Tuesday, February 21, 2012

Take Shelter

I have been accused of loving every movie that plays at the Sundance Film Festival; however, that’s not true. I only review the movies I like, and there are plenty of Sundance films that I don’t review for one reason or another.

Here’s one that definitely is making my list. The film is Take Shelter and it debuted back in January 2011 at the Sundance Film Festival. Take Shelter went on to win high praise not only at Sundance, but it also won the critic’s Grand Prix Prize at the Cannes International Film Festival. It received only a limited release back in the Fall. What a shame.

Take Shelter deserved to be nominated for Best Picture of the Year. If there was any justice at the Academy Awards, it would at least have gotten a nomination. If I had a vote in the Academy, it would have gotten mine. It’s just totally ridiculous that it didn’t make the cut.

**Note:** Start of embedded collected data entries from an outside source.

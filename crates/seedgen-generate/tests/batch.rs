//! Tests for batch generation across tables.

use seedgen_generate::{generate_insert_queries, seeded_rng};
use seedgen_model::{
    ColumnInfo, DataType, DatabaseInfo, DateRange, GenerateOptions, TableInfo, TablesInfo,
};

fn mixed_table() -> TableInfo {
    TableInfo {
        table_name: "test_table1".to_string(),
        table_schema: "dbo".to_string(),
        columns: vec![
            ColumnInfo::new("Name", 1, DataType::NVarchar).with_max_length(10),
            ColumnInfo::new("Price", 2, DataType::Decimal).with_numeric(5, 2),
            ColumnInfo::new("Hash", 3, DataType::Binary).with_max_length(4),
            ColumnInfo::new("Qty", 4, DataType::SmallInt),
            ColumnInfo::new("Total", 5, DataType::Int),
            ColumnInfo::new("Created", 6, DataType::DateTime),
        ],
    }
}

fn document(tables: Vec<TableInfo>) -> TablesInfo {
    TablesInfo::new(vec![DatabaseInfo {
        database: "test_db".to_string(),
        tables,
    }])
}

fn options(rows: usize) -> GenerateOptions {
    GenerateOptions::default()
        .with_rows(rows)
        .with_seed(Some(2021))
        .with_date_range(DateRange::parse("2021-07-09", "2021-07-09").expect("range"))
}

#[test]
fn n_rows_reference_all_columns_in_fixed_order() {
    let info = document(vec![mixed_table()]);
    let options = options(25);
    let mut rng = seeded_rng(options.seed);
    let output = generate_insert_queries(&info, &options, &mut rng);

    assert_eq!(output.statements.len(), 25);
    let prefix = "INSERT INTO [dbo].[test_table1]([Name], [Price], [Hash], [Qty], [Total], [Created]) VALUES (";
    for statement in &output.statements {
        assert!(statement.starts_with(prefix), "{statement}");
        assert!(statement.ends_with("'2021-07-09');"), "{statement}");
    }
    assert!(!output.has_errors());
    assert_eq!(output.tables[0].rows_generated, 25);
    assert_eq!(output.tables[0].columns, 6);
}

#[test]
fn statements_are_ordered_table_then_row() {
    let mut second = mixed_table();
    second.table_name = "test_table2".to_string();
    let info = document(vec![mixed_table(), second]);
    let options = options(3);
    let mut rng = seeded_rng(options.seed);
    let output = generate_insert_queries(&info, &options, &mut rng);

    let tables: Vec<bool> = output
        .statements
        .iter()
        .map(|s| s.contains("[test_table1]"))
        .collect();
    assert_eq!(tables, [true, true, true, false, false, false]);
}

#[test]
fn seeded_runs_are_reproducible() {
    let info = document(vec![mixed_table()]);
    let options = options(5);
    let first = generate_insert_queries(&info, &options, &mut seeded_rng(options.seed));
    let second = generate_insert_queries(&info, &options, &mut seeded_rng(options.seed));
    assert_eq!(first.statements, second.statements);
}

#[test]
fn unknown_columns_are_reported_once_and_excluded() {
    let mut table = mixed_table();
    table
        .columns
        .insert(1, ColumnInfo::new("RowGuid", 2, DataType::from("uniqueidentifier")));
    let info = document(vec![table]);
    let options = options(4);
    let output = generate_insert_queries(&info, &options, &mut seeded_rng(options.seed));

    assert_eq!(output.statements.len(), 4);
    assert!(output.statements.iter().all(|s| !s.contains("[RowGuid]")));
    let report = &output.tables[0];
    assert_eq!(report.skipped_columns.len(), 1);
    assert_eq!(report.skipped_columns[0].data_type, "uniqueidentifier");
    assert_eq!(output.skipped_column_count(), 1);
    assert!(!report.has_errors());
}

#[test]
fn failing_rows_do_not_abort_the_batch() {
    let broken = TableInfo {
        table_name: "broken".to_string(),
        table_schema: "dbo".to_string(),
        columns: vec![ColumnInfo::new("Code", 1, DataType::Char)],
    };
    let unsupported = TableInfo {
        table_name: "spatial".to_string(),
        table_schema: "dbo".to_string(),
        columns: vec![ColumnInfo::new("Shape", 1, DataType::from("geography"))],
    };
    let info = document(vec![broken, unsupported, mixed_table()]);
    let options = options(2);
    let output = generate_insert_queries(&info, &options, &mut seeded_rng(options.seed));

    assert!(output.has_errors());
    assert_eq!(output.tables.len(), 3);
    assert_eq!(output.tables[0].rows_generated, 0);
    assert_eq!(output.tables[0].rows_failed, 2);
    assert_eq!(output.tables[0].errors.len(), 1);
    assert!(output.tables[0].errors[0].contains("Code"));
    assert_eq!(output.tables[1].rows_generated, 0);
    assert_eq!(output.tables[1].rows_failed, 2);
    assert!(output.tables[1].errors[0].contains("no generated values"));
    assert_eq!(output.tables[2].rows_generated, 2);
    assert_eq!(output.statements.len(), 2);
}

#[test]
fn zero_rows_generate_nothing() {
    let info = document(vec![mixed_table()]);
    let options = options(0);
    let output = generate_insert_queries(&info, &options, &mut seeded_rng(options.seed));
    assert!(output.statements.is_empty());
    assert_eq!(output.tables[0].rows_requested, 0);
}

#[test]
fn huge_row_counts_on_failing_tables_are_counted_not_attempted() {
    let xml_table = |name: &str| TableInfo {
        table_name: name.to_string(),
        table_schema: "dbo".to_string(),
        columns: vec![ColumnInfo::new("Payload", 1, DataType::from("xml"))],
    };
    let unsized_char = TableInfo {
        table_name: "codes".to_string(),
        table_schema: "dbo".to_string(),
        columns: vec![
            ColumnInfo::new("Id", 1, DataType::Int),
            ColumnInfo::new("Code", 2, DataType::Char).with_max_length(-1),
        ],
    };
    let rows = usize::MAX / 2 + 1;
    let info = document(vec![xml_table("docs"), xml_table("feeds"), unsized_char]);
    let options = options(rows);
    let output = generate_insert_queries(&info, &options, &mut seeded_rng(options.seed));

    assert!(output.statements.is_empty());
    assert_eq!(output.tables.len(), 3);
    for report in &output.tables {
        assert_eq!(report.rows_requested, rows);
        assert_eq!(report.rows_failed, rows);
        assert_eq!(report.rows_generated, 0);
        assert_eq!(report.errors.len(), 1);
    }
    assert!(output.tables[0].errors[0].contains("no generated values"));
    assert_eq!(output.tables[0].skipped_columns[0].column, "Payload");
    assert!(output.tables[2].errors[0].contains("Code"));
}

Take Shelter is an example of a perfect movie at the perfect time. It provides a commentary on contemporary American life. It absolutely plays on our fears—not necessarily an alien invasion, monsters, or zombies, but the real fear is losing our grip on reality. It also plays on our fear of losing the American Dream or what the movie called losing the “good life”.

We see it in our headlines every day—Global Warming, Economic Meltdown, Talk of War, Iran Obtains Nuclear Weapons, Political Unrest and Potential Terrorist Plots. The reason this film works so well is because on some level most of us believe that some looming disaster is forthcoming, whether it’s economic or environmental. And as a result, the life we now live could be a distant memory. For example, on one recent network, a new show debuted called Doomsday Preppers. The show follows the lives of average Americans who are preparing for some unknown future doomsday event. There’s no doubt that something has changed fundamentally within our society.

Take Shelter explores these themes that have crept into our subconscious that “something bad is going to happen”. The film examines the life of Curtis LaForche (Michael Shannon), an average American who is hard-working and loyal, as well as a faithful husband and loving father. Curtis, his wife Samantha (Jessica Chastain) and their deaf daughter Hannah (Tova Stewart) live a quiet life in a small Ohio town.

The family is by no means well off. Curtis has a decent job and lives in a modest home. Family life is good, and his best friend and co-worker, Dewart (Shea Whigham), describes Curtis’s life as “the good life”. Unfortunately, all of that is about to change. Curtis starts to experience apocalyptic visions of a huge storm brewing on the horizon. It produces a brownish type of rain that may very well be toxic in nature. Neither Curtis nor the audience really know whether these visions are projections or premonitions. Is he hallucinating or losing his mind?

To make matters worse, Curtis’ mother started experiencing paranoia in her mid-thirties. He is completely aware of his situation and seeks medical help. He wants to know if the visions are real or if his fears have meaning. As the story develops, Curtis enters into a course of action that could have enormous consequences. He decides to build an expensive bomb shelter in his back yard. His wife and friends are convinced that he is becoming delusional and paranoid. His actions may very well cause him to lose “the good life”.

Take Shelter is a complex film on many levels. First, this film is unusual in its honest look at mental illness and the very things that keep us sane. Second, it plays on our fears of the unknown. In some ways, just like Curtis, we are all trying to hang onto the things that are precious to us.

In the film just as in real life, the loss of a job or the loss of health insurance have serious repercussions, which is a subtle theme running through the film. We are all one or two steps away from utter destruction, and most often we are not in control of our future. After all, isn’t life very fragile? I think each viewer will find something different to take away from this film.

Take Shelter is an utterly frightful film. There’s no blood, no explosions, and no creepy things jumping out at you. When we allow our fears to take control of us, I can think of nothing that is more frightening. Take Shelter is a “must see” film. It will keep you on the edge of your seat all the way to the surprising end. It’s one of those movies that has the ability to spark meaningful conversation.